As the pandemic besieged the U.S. in 2020, account holders at Fidelity Charitable and Schwab Charitable, two major sponsors of donor-advised funds, significantly increased their giving over the previous year to support relief efforts by nonprofit organizations.
Fidelity Charitable reported that donors recommended 2 million grants totaling $9.1 billion to 170,000 charities; that was 31% more grants and a 24% increase in dollars over 2019.
In addition, the more than 250,000 Fidelity Charitable account holders not only sustained nonprofits they had supported previously, but also made grant recommendations to organizations for the first time in 2020. Grants went to some 170,000 unique charities, up 10% from 2019.
The tremendous acceleration in giving last year showed the power of donor-advised funds to offer relief when it’s needed most and help sustain the nonprofit sector in the face of unprecedented adversity,” Fidelity Charitable’s president Pamela Norley said in a statement. “Notably, three-in-four grants were made to organizations donors had previously supported.”
Grants to the human services sector accounted for about a quarter of giving in 2020. Grants to free food programs increased twelvefold.
Three charities that provide food assistance — Feeding America, Meals on Wheels and World Central Kitchen — were among the 20 charities most supported by Fidelity Charitable donors for the first time last year.

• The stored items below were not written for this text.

//! Record Store
//!
//! Append, scan, lookup, update and delete over one fixed-width data file.

use std::fs::{File, OpenOptions};
use std::io::{self, BufWriter, Seek, SeekFrom, Write};
use std::path::{Path, PathBuf};

use crate::config::{Config, SyncStrategy};
use crate::error::{IoResultExt, Result, StoreError};
use crate::record::{amend, decode, encode, Amendment, Student, RECORD_SIZE};

use super::replace::{self, Recovery};
use super::{Outcome, Scan};

/// The record-storage engine.
///
/// Holds only configuration; every call opens the data file, works on it and
/// closes it before returning.
///
/// Roll numbers are not unique unless [`Config::enforce_unique_keys`] is set.
/// With duplicates present, lookup, update and delete all act on the first
/// matching record in file order and never see the later ones.
#[derive(Debug)]
pub struct RecordStore {
    config: Config,
    /// Resolved scratch file for delete
    temp_path: PathBuf,
    /// What `open` repaired on disk
    recovery: Recovery,
}

impl RecordStore {
    /// Open a store with the given config
    ///
    /// Does not create the data file; the first append does. Repairs the
    /// leftovers of an interrupted delete before returning.
    pub fn open(config: Config) -> Result<Self> {
        config.validate()?;

        let temp_path = config.temp_path();
        let recovery = replace::recover(&config.data_path, &temp_path)?;

        tracing::debug!(
            data = %config.data_path.display(),
            temp = %temp_path.display(),
            ?recovery,
            "record store opened"
        );

        Ok(Self {
            config,
            temp_path,
            recovery,
        })
    }

    /// Open with a path (convenience method)
    ///
    /// Uses default config with the specified data file
    pub fn open_path(path: impl Into<PathBuf>) -> Result<Self> {
        Self::open(Config::builder().data_path(path).build())
    }

    // =========================================================================
    // Create
    // =========================================================================

    /// Append one record at the end of the data file, creating it if needed.
    ///
    /// Existing records are never touched. Stray bytes from an earlier torn
    /// write (a tail shorter than one record) are cut off first so the new
    /// record lands on a record boundary.
    pub fn append(&self, student: &Student) -> Result<()> {
        student.validate()?;

        if self.config.enforce_unique_keys && self.find_by_key(student.roll_number)?.is_some() {
            return Err(StoreError::DuplicateKey(student.roll_number));
        }

        let path = self.data_path();
        let mut file = OpenOptions::new()
            .create(true)
            .append(true)
            .open(path)
            .at(path)?;

        let len = file.metadata().at(path)?.len();
        let aligned = len - len % RECORD_SIZE as u64;
        if aligned != len {
            tracing::warn!(
                path = %path.display(),
                stray_bytes = len - aligned,
                "truncating partial record before append"
            );
            file.set_len(aligned).at(path)?;
        }

        file.write_all(&encode(student)).at(path)?;
        self.sync(&file, path)?;

        tracing::debug!(
            roll_number = student.roll_number,
            index = aligned / RECORD_SIZE as u64,
            "record appended"
        );
        Ok(())
    }

    // =========================================================================
    // Read
    // =========================================================================

    /// Lazily iterate over every record in append order.
    ///
    /// A missing data file yields an empty scan. Call again (or
    /// [`Scan::rewind`]) to start over.
    pub fn scan_all(&self) -> Result<Scan> {
        Scan::open(self.data_path())
    }

    /// First record whose roll number equals `roll_number`
    pub fn find_by_key(&self, roll_number: i32) -> Result<Option<Student>> {
        let mut scan = self.scan_all()?;
        let found = locate(&mut scan, roll_number)?;

        tracing::debug!(roll_number, found = found.is_some(), "lookup");
        Ok(found.map(|(_, block)| decode(&block)))
    }

    /// Number of complete records in the data file
    pub fn count(&self) -> Result<usize> {
        self.scan_all()?
            .try_fold(0, |count, next| next.map(|_| count + 1))
    }

    /// True when the data file is missing or holds no complete record
    pub fn is_empty(&self) -> Result<bool> {
        Ok(self.scan_all()?.next().transpose()?.is_none())
    }

    // =========================================================================
    // Update
    // =========================================================================

    /// Change the score and fee status of the first record with `roll_number`.
    ///
    /// `mutate` sees the current record and returns the new mutable fields.
    /// Only the score and fee bytes of the stored block are patched; the block
    /// is written back at the same offset, so no other byte of the file
    /// changes and its length stays the same.
    pub fn update_by_key<F>(&self, roll_number: i32, mutate: F) -> Result<Outcome>
    where
        F: FnOnce(&Student) -> Amendment,
    {
        let path = self.data_path();
        let mut file = match OpenOptions::new().read(true).write(true).open(path) {
            Ok(file) => file,
            Err(e) if e.kind() == io::ErrorKind::NotFound => {
                tracing::debug!(roll_number, "update on missing data file");
                return Ok(Outcome::NotFound);
            }
            Err(e) => return Err(StoreError::unavailable(path, e)),
        };

        let mut scan = Scan::from_file(path, file.try_clone().at(path)?);
        let (index, mut block) = match locate(&mut scan, roll_number)? {
            Some(found) => found,
            None => {
                tracing::debug!(roll_number, "update target not found");
                return Ok(Outcome::NotFound);
            }
        };
        drop(scan);

        let amendment = mutate(&decode(&block));
        amendment.validate()?;
        amend(&mut block, amendment);

        let offset = index * RECORD_SIZE as u64;
        file.seek(SeekFrom::Start(offset)).at(path)?;
        file.write_all(&block).at(path)?;
        self.sync(&file, path)?;

        tracing::debug!(roll_number, offset, "record updated in place");
        Ok(Outcome::Found)
    }

    /// Set the score and fee status of the first record with `roll_number`
    pub fn set_score_and_fee(
        &self,
        roll_number: i32,
        total_score: f32,
        fee_paid: bool,
    ) -> Result<Outcome> {
        self.update_by_key(roll_number, |_| Amendment {
            total_score,
            fee_paid,
        })
    }

    // =========================================================================
    // Delete
    // =========================================================================

    /// Remove the first record with `roll_number`.
    ///
    /// Copies every other record, in order and byte for byte, to the scratch
    /// file, then moves the scratch file over the data file. If the key is
    /// absent the scratch file is removed and the data file is left alone.
    pub fn delete_by_key(&self, roll_number: i32) -> Result<Outcome> {
        let path = self.data_path();
        let file = match File::open(path) {
            Ok(file) => file,
            Err(e) if e.kind() == io::ErrorKind::NotFound => {
                tracing::debug!(roll_number, "delete on missing data file");
                return Ok(Outcome::NotFound);
            }
            Err(e) => return Err(StoreError::unavailable(path, e)),
        };

        let mut scan = Scan::from_file(path, file);
        let copied = self.copy_without(&mut scan, roll_number);
        drop(scan);

        match copied {
            Ok(Some(index)) => {
                let sync = self.config.sync_strategy == SyncStrategy::EveryWrite;
                if let Err(e) = replace::commit(&self.temp_path, path, sync) {
                    replace::abandon(&self.temp_path, path);
                    return Err(e);
                }
                tracing::info!(roll_number, index, "record deleted");
                Ok(Outcome::Found)
            }
            Ok(None) => {
                replace::discard(&self.temp_path);
                tracing::debug!(roll_number, "delete target not found");
                Ok(Outcome::NotFound)
            }
            Err(e) => {
                replace::discard(&self.temp_path);
                Err(e)
            }
        }
    }

    /// Stream `scan` into the scratch file, skipping the first record with
    /// `roll_number`. Returns the index of the skipped record, if any.
    fn copy_without(&self, scan: &mut Scan, roll_number: i32) -> Result<Option<u64>> {
        let temp = self.temp_path.as_path();
        let mut writer = BufWriter::new(File::create(temp).at(temp)?);
        let mut removed = None;

        while let Some(next) = scan.next_block() {
            let (index, block) = next?;
            if removed.is_none() && decode(&block).roll_number == roll_number {
                removed = Some(index);
                continue;
            }
            writer.write_all(&block).at(temp)?;
        }

        let file = writer
            .into_inner()
            .map_err(|e| StoreError::unavailable(temp, e.into_error()))?;
        self.sync(&file, temp)?;

        Ok(removed)
    }

    // =========================================================================
    // Accessors
    // =========================================================================

    /// Get the data file path
    pub fn data_path(&self) -> &Path {
        &self.config.data_path
    }

    /// Get the scratch file path used by delete
    pub fn temp_path(&self) -> &Path {
        &self.temp_path
    }

    /// Width of every record on disk
    pub fn record_width(&self) -> usize {
        RECORD_SIZE
    }

    /// What was repaired when this store was opened
    pub fn recovery(&self) -> Recovery {
        self.recovery
    }

    /// Get the configuration
    pub fn config(&self) -> &Config {
        &self.config
    }

    fn sync(&self, file: &File, path: &Path) -> Result<()> {
        match self.config.sync_strategy {
            SyncStrategy::EveryWrite => file.sync_data().at(path),
            SyncStrategy::OsBuffered => Ok(()),
        }
    }
}

/// Advance `scan` to the first record with `roll_number`, returning its
/// index and raw block
fn locate(scan: &mut Scan, roll_number: i32) -> Result<Option<(u64, [u8; RECORD_SIZE])>> {
    while let Some(next) = scan.next_block() {
        let (index, block) = next?;
        if decode(&block).roll_number == roll_number {
            return Ok(Some((index, block)));
        }
    }
    Ok(None)
}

Nearly two-thirds of all recommended grants were designated “where it’s needed most.” Fidelity Charitable noted that this was a great benefit to charities that value flexibility as they struggled with last year’s demands.
In 2020, donors also increased both the pace and the size of their recommended grants. The average account holders recommended 12.8 grants, compared with 10.8 in 2019. The average grant amounted to $4,614, about $250 more than the previous year.
More than two-thirds of Fidelity Charitable contributions in 2020 were noncash assets, including publicly traded securities and non-publicly traded assets. This enabled donors to take advantage of strong market gains, minimize capital gains taxes and give more to charity, the report said.
For instance, donors contributed $28 million in cryptocurrency into their charitable accounts, way up from $13 million in 2019.
Impact investing grew in both investments and philanthropy last year, as donors continued to align their investment recommendations with their values.